1Que l’expression coisa nossa (« notre chose ») soit aujourd’hui fréquemment associée à la samba au Brésil ne doit pas faire oublier que celle-ci a été longtemps stigmatisée comme coisa de negros. D’origine très certainement africaine, le mot « samba » qualifiait pendant la période coloniale divers types de réunions où des esclaves faisaient de la musique et dansaient. À la fin du XIXe et au début du XXe siècle, il désignait des répertoires variés interprétés dans des milieux populaires urbains ou ruraux [1]. Les pratiques qui, plus tard, feront de la samba un genre musical étaient encore confinées à l’arrière-cour des maisons du centre populaire de Rio de Janeiro. L’anthropologue Hermano Vianna a parlé du « mystère de la samba » au sujet de cette inversion symbolique par laquelle des registres musicaux emblématiques des stigmates d’un peuple métissé sont progressivement devenus, entre les années 1920 et 1940, des symboles de la richesse et de la sophistication de la culture brésilienne, jusqu’à incarner « la » musique brésilienne [2]. Un style musical s’est créé, simultanément à sa « nationalisation » [3], par un processus qui a impliqué bien d’autres groupes que les « noirs pauvres vivant dans les morros* [4] de Rio de Janeiro » [5] et qui recouvre une série d’opérations de transcription, de transposition, de (re)composition, de stylisation, d’arrangement, d’interprétation, d’enregistrement, de diffusion, qui s’inscrivent dans les mutations des espaces culturels et les reconfigurations des rapports entre espaces publics et privés.
2Il a fallu des médiations comme le carnaval, les cabarets, les théâtres de revue, les maisons de disques et surtout les stations de radio, pour que la samba parvienne, au prix de nombreuses transformations, aux espaces « nobles » de la musique légère : casinos, salles de cinéma et de concert pour la performance, salons de l’aristocratie et de la bourgeoisie urbaine pour les performances informelles, le disque et les émissions de radio. Comme cela fut le cas pour le jazz ou le blues dans d’autres pays, elle est alors devenue l’une des matrices musicales sur laquelle se déclinent aujourd’hui encore différents registres de musique populaire, créneaux commerciaux et goûts musicaux, allant de la ballade romantique (samba-canção) au tube dansant (pagode) en passant, bien sûr, par la samba-carnavalesque et des productions plus légitimes comme la « samba-de-raiz », le choro instrumental ou la bossa-nova.
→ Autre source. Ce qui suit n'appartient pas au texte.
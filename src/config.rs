// 该文件是 Shihuo （识货） 项目的一部分。
// src/config.rs - 流水线配置
//
// 本程序遵循 GNU Affero 通用公共许可证（AGPL）许可协议。
// 本程序的发布旨在提供实用价值，但不作任何形式的担保，
// 包括但不限于对适销性或特定用途适用性的默示担保。
// 更多详情请参阅 GNU 通用公共许可证。
//
// Copyright (C) 2026 Johann Li <me@qinka.pro>, ETVP

use std::fs;
use std::path::{Path, PathBuf};
use std::time::Duration;

use serde::Deserialize;
use thiserror::Error;
use tracing::info;

use crate::calibration::CalibrationTable;
use crate::decoder::OutputFormat;

#[derive(Error, Debug)]
pub enum ConfigError {
  #[error("无法读取配置文件 {path}: {source}")]
  Io {
    path: PathBuf,
    #[source]
    source: std::io::Error,
  },
  #[error("配置文件解析失败: {0}")]
  Parse(#[from] serde_json::Error),
}

/// 解码与框筛选参数
#[derive(Debug, Clone, Deserialize)]
#[serde(default)]
pub struct DecodeConfig {
  /// 输出张量布局，默认按形状自动判断
  pub output_format: OutputFormat,
  /// 非极大值抑制的交并比阈值
  pub iou_threshold: f32,
  /// 抑制之后的置信度下限，低于它的框被丢弃
  pub min_confidence: f32,
}

impl Default for DecodeConfig {
  fn default() -> Self {
    Self {
      output_format: OutputFormat::Auto,
      iou_threshold: 0.45,
      min_confidence: 0.15,
    }
  }
}

/// 时序稳定窗口参数
#[derive(Debug, Clone, Deserialize)]
#[serde(default)]
pub struct StabilityConfig {
  pub window_ms: u64,
  /// 窗口内需要的最少目击次数
  pub min_count: usize,
}

impl Default for StabilityConfig {
  fn default() -> Self {
    Self {
      window_ms: 500,
      min_count: 1,
    }
  }
}

impl StabilityConfig {
  pub fn window(&self) -> Duration {
    Duration::from_millis(self.window_ms)
  }
}

/// 上报节流与类别冷却参数
#[derive(Debug, Clone, Deserialize)]
#[serde(default)]
pub struct ThrottleConfig {
  /// 两次批量上报之间的最小间隔
  pub min_interval_ms: u64,
  /// 同一类别两次上报之间的最小间隔
  pub cooldown_ms: u64,
}

impl Default for ThrottleConfig {
  fn default() -> Self {
    Self {
      min_interval_ms: 2000,
      cooldown_ms: 3000,
    }
  }
}

impl ThrottleConfig {
  pub fn min_interval(&self) -> Duration {
    Duration::from_millis(self.min_interval_ms)
  }

  pub fn cooldown(&self) -> Duration {
    Duration::from_millis(self.cooldown_ms)
  }
}

/// 工作线程节奏与故障恢复参数
#[derive(Debug, Clone, Deserialize)]
#[serde(default)]
pub struct WorkerConfig {
  /// 两帧之间的最小间隔
  pub interval_ms: u64,
  /// 单帧推理耗时预算，超出仅告警
  pub latency_budget_ms: u64,
  /// 单帧内推理失败的最大重试次数
  pub max_retries: u32,
  /// 重试退避基数，实际等待为基数乘以当前次数
  pub retry_backoff_ms: u64,
  /// 连续失败多少帧后触发引擎重建
  pub max_consecutive_failures: u32,
  /// 引擎重建前的退避
  pub recovery_backoff_ms: u64,
  /// 重建尝试次数上限，超过后进入不可用状态
  pub max_recovery_attempts: u32,
}

impl Default for WorkerConfig {
  fn default() -> Self {
    Self {
      interval_ms: 100,
      latency_budget_ms: 1000,
      max_retries: 3,
      retry_backoff_ms: 100,
      max_consecutive_failures: 3,
      recovery_backoff_ms: 1000,
      max_recovery_attempts: 3,
    }
  }
}

impl WorkerConfig {
  pub fn interval(&self) -> Duration {
    Duration::from_millis(self.interval_ms)
  }

  pub fn latency_budget(&self) -> Duration {
    Duration::from_millis(self.latency_budget_ms)
  }

  pub fn retry_backoff(&self, attempt: u32) -> Duration {
    Duration::from_millis(self.retry_backoff_ms * attempt as u64)
  }

  pub fn recovery_backoff(&self) -> Duration {
    Duration::from_millis(self.recovery_backoff_ms)
  }
}

/// 整条流水线的配置，各分组缺省值即出厂调参
#[derive(Debug, Clone, Default, Deserialize)]
#[serde(default)]
pub struct PipelineConfig {
  pub decode: DecodeConfig,
  pub calibration: CalibrationTable,
  pub stability: StabilityConfig,
  pub throttle: ThrottleConfig,
  pub worker: WorkerConfig,
}

impl PipelineConfig {
  pub fn from_json_file(path: impl AsRef<Path>) -> Result<Self, ConfigError> {
    let path = path.as_ref();
    let raw = fs::read_to_string(path).map_err(|e| ConfigError::Io {
      path: path.to_path_buf(),
      source: e,
    })?;
    let config: Self = serde_json::from_str(&raw)?;
    info!("已加载配置文件 {}", path.display());
    Ok(config)
  }
}
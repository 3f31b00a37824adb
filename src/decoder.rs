// 该文件是 Shihuo （识货） 项目的一部分。
// src/decoder.rs - 输出张量解码
//
// 本程序遵循 GNU Affero 通用公共许可证（AGPL）许可协议。
// 本程序的发布旨在提供实用价值，但不作任何形式的担保，
// 包括但不限于对适销性或特定用途适用性的默示担保。
// 更多详情请参阅 GNU 通用公共许可证。
//
// Copyright (C) 2026 Johann Li <me@qinka.pro>, ETVP

use serde::Deserialize;
use tracing::{error, warn};

use crate::detection::{BoundingBox, Candidate};
use crate::labels::LabelTable;
use crate::model::{RawOutput, TensorShape, TensorShapeError};

/// 模型输出的属性布局。
///
/// 两种常见布局按属性行数区分：带目标置信度的布局为
/// `[cx, cy, w, h, obj, 类别...]`，不带的为 `[cx, cy, w, h, 类别...]`。
/// `Auto` 在行数能对上类别数时于加载期确定布局，否则逐槽位
/// 双布局求值并取置信度较高者。
#[derive(Debug, Clone, Copy, PartialEq, Eq, Default, Deserialize)]
#[serde(rename_all = "snake_case")]
pub enum OutputFormat {
  #[default]
  Auto,
  WithObjectness,
  ClassesOnly,
}

impl OutputFormat {
  /// 按属性行数与类别数确定布局，无法确定时保持 `Auto`
  pub fn resolve(self, attributes: usize, num_classes: usize) -> OutputFormat {
    match self {
      OutputFormat::Auto if attributes == num_classes + 5 => OutputFormat::WithObjectness,
      OutputFormat::Auto if attributes == num_classes + 4 => OutputFormat::ClassesOnly,
      other => other,
    }
  }
}

/// 将模型输出张量展开为候选检测序列
#[derive(Debug, Clone)]
pub struct TensorDecoder {
  input_width: u32,
  input_height: u32,
  num_classes: usize,
  format: OutputFormat,
}

impl TensorDecoder {
  pub fn new(input_width: u32, input_height: u32, num_classes: usize, format: OutputFormat) -> Self {
    Self {
      input_width,
      input_height,
      num_classes,
      format,
    }
  }

  /// 校验模型声明的输出形状能否按当前布局解码
  pub fn check_shape(&self, shape: TensorShape) -> Result<(), TensorShapeError> {
    let expected = match self.format {
      OutputFormat::WithObjectness => self.num_classes + 5,
      OutputFormat::ClassesOnly => self.num_classes + 4,
      OutputFormat::Auto => {
        if shape.attributes < 5 {
          let msg = format!(
            "输出张量属性数不足: 实际 {}, 至少需要 5 (4 框 + 1 分数)",
            shape.attributes
          );
          error!("{}", msg);
          return Err(TensorShapeError::ShapeMismatch {
            expected: TensorShape::new(self.num_classes + 4, shape.slots),
            actual: shape,
          });
        }
        if shape.attributes != self.num_classes + 4 && shape.attributes != self.num_classes + 5 {
          warn!(
            "输出张量属性数 {} 与类别数 {} 不对应, 将逐槽位判断布局",
            shape.attributes, self.num_classes
          );
        }
        return Ok(());
      }
    };
    if shape.attributes != expected {
      error!(
        "输出张量形状不匹配: 期望 {}x{}, 实际 {}",
        expected, shape.slots, shape
      );
      return Err(TensorShapeError::ShapeMismatch {
        expected: TensorShape::new(expected, shape.slots),
        actual: shape,
      });
    }
    Ok(())
  }

  /// 惰性解码：逐槽位还原类别与像素坐标框。
  ///
  /// 归一化坐标先乘模型输入尺寸，再按帧与输入的比例缩放到帧空间，
  /// 框会被裁剪到帧边界内。类别编号超出标签表的槽位被丢弃。
  pub fn decode<'a>(
    &self,
    output: &'a RawOutput,
    labels: &'a LabelTable,
    frame_width: u32,
    frame_height: u32,
  ) -> impl Iterator<Item = Candidate<'a>> + 'a {
    let shape = output.shape();
    let format = self.format.resolve(shape.attributes, self.num_classes);
    let scale_x = frame_width as f32 / self.input_width as f32;
    let scale_y = frame_height as f32 / self.input_height as f32;
    let input_w = self.input_width as f32;
    let input_h = self.input_height as f32;
    let frame_w = frame_width as f32;
    let frame_h = frame_height as f32;
    (0..shape.slots).filter_map(move |slot| {
      let (class_id, confidence) = score_slot(output, slot, format)?;
      let name = labels.name(class_id)?;
      let cx = output.at(0, slot) * input_w * scale_x;
      let cy = output.at(1, slot) * input_h * scale_y;
      let w = output.at(2, slot) * input_w * scale_x;
      let h = output.at(3, slot) * input_h * scale_y;
      Some(Candidate {
        class_id,
        name,
        confidence,
        bbox: BoundingBox::from_center(cx, cy, w, h, frame_w, frame_h),
      })
    })
  }
}

/// 从 `first_row` 起在类别行中取最高分，返回 (类别编号, 分数)
fn best_class(output: &RawOutput, slot: usize, first_row: usize) -> Option<(usize, f32)> {
  let attributes = output.shape().attributes;
  let mut best: Option<(usize, f32)> = None;
  for row in first_row..attributes {
    let score = output.at(row, slot);
    match best {
      Some((_, s)) if s >= score => {}
      _ => best = Some((row - first_row, score)),
    }
  }
  best
}

fn score_slot(output: &RawOutput, slot: usize, format: OutputFormat) -> Option<(usize, f32)> {
  let attributes = output.shape().attributes;
  match format {
    OutputFormat::WithObjectness => {
      if attributes < 5 {
        return None;
      }
      let objectness = output.at(4, slot);
      best_class(output, slot, 5).map(|(id, score)| (id, objectness * score))
    }
    OutputFormat::ClassesOnly => best_class(output, slot, 4),
    OutputFormat::Auto => {
      let with_objectness = if attributes >= 5 {
        let objectness = output.at(4, slot);
        best_class(output, slot, 5).map(|(id, score)| (id, objectness * score))
      } else {
        None
      };
      let classes_only = best_class(output, slot, 4);
      match (with_objectness, classes_only) {
        (Some((id_a, conf_a)), Some((id_b, conf_b))) => {
          if conf_a > conf_b {
            Some((id_a, conf_a))
          } else {
            Some((id_b, conf_b))
          }
        }
        (a, b) => a.or(b),
      }
    }
  }
}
3Si le rôle moteur des intellectuels modernistes et du régime autoritaire de Getúlio Vargas (1930-1945) a souvent été souligné, la recherche présentée ici montre que la construction de l’État et du marché national par une idéologie produite dans la sphère intellectuelle et par la main de fer de Vargas ne suffit pas à comprendre comment la samba a été érigée en symbole national. Elle attire l’attention sur la fonction économique du carnaval qui, dans le passage de formes immédiates et à petite échelle de pratique de la samba (sarau*, roda*) vers une diffusion plus large supposant un mouvement de rationalisation (au sens de Weber), a joué un rôle de catalyseur et de force d’organisation d’agents (presse, radio, disques, éditeurs de partitions, scènes, artistes, etc.) qui, tous liés à une industrie musicale en formation, poursuivaient des intérêts très diversifiés. S’appuyant sur le cycle carnavalesque, le développement de la radio acquiert une importance particulière dans ce changement d’échelle des pratiques culturelles. La légalisation de la radiodiffusion publicitaire en 1932 ou la nationalisation de la Rádio Nacional, principale station brésilienne des décennies 1940-1950, sont en effet des éléments décisifs qui résultent de rapports de forces divers et d’états de fait auxquels Vargas et son entourage ont dû faire face, parfois de façon opportuniste. Le processus qui a peu à peu constitué la samba en genre musical est inséparable des stratégies de rentabilisation et de légitimation de l’activité radiophonique et des outsiders culturels qui, grâce à ce nouveau médium, ont inventé des positions nouvelles dans les années 1930 et contribué ainsi à faire de la samba une « valeur commune » de la nation. L’enquête s’appuie principalement sur des sources primaires inédites (scripts et enregistrements de programmes radiophoniques, dossiers personnels d’employés de la radio issus des archives de la Rádio Nacional de Rio, du Museu da Imagem e do Som de Rio et d’archives privées – archives Paulo Tapajós, programmes restaurés et commercialisés par Collector’s Studios), qui ont permis de mettre en rapport les trajectoires de quatre producteurs radiophoniques ou arrangeurs musicaux avec les différentes médiations de la musique populaire au Brésil, en s’appuyant sur une sociologie du champ radiophonique réalisée précédemment [6].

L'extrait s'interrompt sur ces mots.